DEFESA DO PRODUTOR NACIONAL
Comissão da Câmara aprova projeto que restringe importação de leite e derivados no Brasil
A medida, aprovada pela CAPADR, visa proteger o mercado interno e impedir a triangulação comercial, com impacto direto nos preços e na produção regional. A decisão busca reforçar a soberania alimentar e valorizar o produtor brasileiro.
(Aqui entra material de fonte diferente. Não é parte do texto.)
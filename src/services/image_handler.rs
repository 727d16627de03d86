//! 影像处理服务：加载、登记上传、待分析（pending）状态与视觉模型输入编码
//!
//! ImageLoader 负责 IO（本地路径 / http(s) URL / 原始字节）；ImageHandler 只维护内存状态，
//! 由 Agent 与影像分析工具通过 [`SharedImageHandler`] 共享。

use std::io::Cursor;
use std::path::PathBuf;
use std::sync::Arc;
use std::time::Duration;

use base64::engine::general_purpose::STANDARD;
use base64::Engine;
use chrono::Local;
use image::{DynamicImage, ImageFormat};
use reqwest::Client;
use tokio::sync::Mutex;

use crate::config::ImageSection;
use crate::core::{AgentError, ImageMetadata};

/// Agent 与工具共享的影像状态
pub type SharedImageHandler = Arc<Mutex<ImageHandler>>;

/// 影像来源
#[derive(Debug, Clone)]
pub enum ImageSource {
    Path(PathBuf),
    Url(String),
    Bytes(Vec<u8>),
}

impl ImageSource {
    /// http(s):// 开头视为 URL，否则视为本地路径
    pub fn parse(s: &str) -> Self {
        let s = s.trim();
        if s.starts_with("http://") || s.starts_with("https://") {
            ImageSource::Url(s.to_string())
        } else {
            ImageSource::Path(PathBuf::from(s))
        }
    }

    /// 未显式给出文件名时的默认名
    pub fn default_filename(&self) -> String {
        match self {
            ImageSource::Path(p) => p
                .file_name()
                .map(|n| n.to_string_lossy().into_owned())
                .unwrap_or_else(|| "uploaded_image".to_string()),
            ImageSource::Url(u) => u
                .split('?')
                .next()
                .and_then(|u| u.rsplit('/').next())
                .filter(|n| !n.is_empty())
                .unwrap_or("uploaded_image")
                .to_string(),
            ImageSource::Bytes(_) => "uploaded_image".to_string(),
        }
    }
}

/// 解码后的影像（已转 RGB）与原始格式
#[derive(Debug, Clone)]
pub struct LoadedImage {
    pub image: DynamicImage,
    pub format: Option<ImageFormat>,
}

/// 影像加载器：URL 下载带 User-Agent 与超时
pub struct ImageLoader {
    client: Client,
}

impl ImageLoader {
    pub fn new(cfg: &ImageSection) -> Result<Self, AgentError> {
        let client = Client::builder()
            .timeout(Duration::from_secs(cfg.fetch_timeout_secs))
            .user_agent(cfg.user_agent.clone())
            .build()
            .map_err(|e| AgentError::Initialization(format!("Image HTTP client: {}", e)))?;
        Ok(Self { client })
    }

    pub async fn load(&self, source: ImageSource) -> Result<LoadedImage, AgentError> {
        let bytes = match source {
            ImageSource::Bytes(b) => b,
            ImageSource::Path(p) => tokio::fs::read(&p).await.map_err(|e| {
                AgentError::ImageProcessing(format!("Image load failed: {}: {}", p.display(), e))
            })?,
            ImageSource::Url(url) => {
                let resp = self
                    .client
                    .get(&url)
                    .send()
                    .await
                    .and_then(|r| r.error_for_status())
                    .map_err(|e| AgentError::ImageProcessing(format!("Image load failed: {}", e)))?;
                resp.bytes()
                    .await
                    .map_err(|e| AgentError::ImageProcessing(format!("Image load failed: {}", e)))?
                    .to_vec()
            }
        };
        decode_image(&bytes)
    }
}

/// 从内存解码并统一转为 RGB
pub fn decode_image(bytes: &[u8]) -> Result<LoadedImage, AgentError> {
    let format = image::guess_format(bytes).ok();
    let image = image::load_from_memory(bytes).map_err(|e| {
        tracing::error!(error = %e, "failed to decode image");
        AgentError::ImageProcessing(format!("Image load failed: {}", e))
    })?;
    Ok(LoadedImage {
        image: DynamicImage::ImageRgb8(image.to_rgb8()),
        format,
    })
}

/// 缩放到 max_dimension 以内并编码为 JPEG base64 data URL
pub fn encode_for_vision(img: &DynamicImage, max_dimension: u32) -> Result<String, AgentError> {
    let (w, h) = (img.width(), img.height());
    let resized;
    let img = if w > max_dimension || h > max_dimension {
        let scale = max_dimension as f32 / w.max(h) as f32;
        let nw = ((w as f32 * scale) as u32).max(1);
        let nh = ((h as f32 * scale) as u32).max(1);
        resized = img.resize_exact(nw, nh, image::imageops::FilterType::Lanczos3);
        &resized
    } else {
        img
    };

    let mut buffer = Vec::new();
    img.write_to(&mut Cursor::new(&mut buffer), ImageFormat::Jpeg)
        .map_err(|e| AgentError::ImageProcessing(format!("Failed to encode image: {}", e)))?;
    Ok(format!("data:image/jpeg;base64,{}", STANDARD.encode(&buffer)))
}

/// 已登记的影像
#[derive(Debug, Clone)]
pub struct StoredImage {
    pub image: Arc<DynamicImage>,
    pub metadata: ImageMetadata,
}

/// 影像状态：按上传顺序登记（同名覆盖原位置），最近一次上传标记为 pending
#[derive(Debug, Default)]
pub struct ImageHandler {
    uploaded: Vec<(String, StoredImage)>,
    pending: Option<String>,
}

impl ImageHandler {
    pub fn new() -> Self {
        tracing::info!("image handler initialized");
        Self::default()
    }

    pub fn shared() -> SharedImageHandler {
        Arc::new(Mutex::new(Self::new()))
    }

    /// 登记上传并设为 pending
    pub fn store_image(&mut self, loaded: LoadedImage, filename: &str) -> ImageMetadata {
        let metadata = ImageMetadata {
            filename: filename.to_string(),
            width: loaded.image.width(),
            height: loaded.image.height(),
            format: loaded
                .format
                .map(|f| format!("{:?}", f).to_uppercase())
                .unwrap_or_else(|| "Unknown".to_string()),
            uploaded_at: Local::now(),
        };
        let stored = StoredImage {
            image: Arc::new(loaded.image),
            metadata: metadata.clone(),
        };
        match self.uploaded.iter_mut().find(|(name, _)| name == filename) {
            Some(slot) => slot.1 = stored,
            None => self.uploaded.push((filename.to_string(), stored)),
        }
        self.pending = Some(filename.to_string());
        tracing::info!(
            filename,
            pending = self.has_pending(),
            total = self.uploaded.len(),
            "image stored"
        );
        metadata
    }

    /// 取出并清除 pending 影像
    pub fn take_pending(&mut self) -> Option<StoredImage> {
        let name = self.pending.take()?;
        self.get(&name)
    }

    pub fn has_pending(&self) -> bool {
        self.pending.is_some()
    }

    pub fn get(&self, filename: &str) -> Option<StoredImage> {
        self.uploaded
            .iter()
            .find(|(name, _)| name == filename)
            .map(|(_, s)| s.clone())
    }

    /// 最近登记的影像
    pub fn latest_uploaded(&self) -> Option<StoredImage> {
        self.uploaded.last().map(|(_, s)| s.clone())
    }

    pub fn uploaded_count(&self) -> usize {
        self.uploaded.len()
    }

    pub fn clear_all(&mut self) {
        self.uploaded.clear();
        self.pending = None;
        tracing::info!("all images cleared");
    }

    /// 注入 system prompt 的影像状态块
    pub fn image_context(&self) -> String {
        if !self.has_pending() {
            return "IMAGE_STATUS: No image uploaded".to_string();
        }
        match self.pending.as_deref().and_then(|name| self.get(name)) {
            Some(stored) => format!(
                "IMAGE_STATUS: Image available\n\
                 IMAGE_FILE: {}\n\
                 IMAGE_SIZE: {}\n\
                 NOTE: User has uploaded a medical image. You can analyze it using analyze_medical_image tool.",
                stored.metadata.filename,
                stored.metadata.size_label()
            ),
            None => "IMAGE_STATUS: Image available (filename unknown)".to_string(),
        }
    }
}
A Comissão de Agricultura, Pecuária, Abastecimento e Desenvolvimento Rural (CAPADR) da Câmara dos Deputados tomou uma decisão significativa em 20 de maio de 2026, ao aprovar o Projeto de Lei (PL) 5557/2025. A iniciativa regulamenta a entrada de leite, leite em pó, queijo mussarela e seus derivados no Brasil. A aprovação ocorreu após debates que destacaram a necessidade de proteger a produção nacional, uma vez que a entrada desses produtos no país só será permitida quando a produção interna atender a, no mínimo, 70% do consumo total. Esta medida importa ao garantir a sustentabilidade do agronegócio brasileiro e a dignidade dos produtores diante da concorrência internacional.
O Ministério da Agricultura e Pecuária (Mapa) será o responsável por autorizar as importações, com base em dados oficiais. O texto prevê que o Poder Executivo poderá intervir no percentual estabelecido caso a situação exija. Uma das mudanças cruciais é a proibição da entrada desses produtos de países membros do Mercosul, uma salvaguarda contra a triangulação comercial suspeita. A Confederação da Agricultura e Pecuária do Brasil (CNA) alertou para a prática onde produtos de países como a Nova Zelândia entram no Brasil via países do Mercosul, mascarando a origem e se beneficiando de isenções tarifárias.
Clodoaldo Magalhães (PV-PE), autor do PL, ressaltou que essa prática distorce o mercado interno, derrubando preços e inviabilizando a produção em diversas regiões do país. Ele mencionou estudos da CNA que apontam volumes de importação superiores à capacidade produtiva dos exportadores originais. A decisão impacta diretamente a vida de milhares de produtores rurais, buscando assegurar que o trabalho e o investimento em suas propriedades sejam valorizados e não prejudicados por práticas comerciais desleais.
A inspiração para a medida vem de uma política implementada durante a gestão de Dilma Rousseff. O objetivo declarado é reforçar a soberania alimentar, valorizar o produtor brasileiro e proteger especialmente as regiões mais vulneráveis à concorrência internacional desleal. A proposta também veda a reidratação, industrialização ou qualquer forma de transformação de leite em pó importado em produtos fluidos ou similares para consumo interno. Indústrias que descumprirem essa regra poderão perder incentivos fiscais e benefícios tributários. O projeto segue agora para votação em plenário.
Em outra frente, a CAPADR aprovou um requerimento solicitando a presença do Ministro da Agricultura e Pecuária, André de Paula, para prestar esclarecimentos sobre a exclusão do Brasil da lista de exportadores de animais e produtos de origem animal para a União Europeia. O evento reforça a preocupação com a inserção internacional do agronegócio brasileiro e a necessidade de garantir acesso a mercados estratégicos.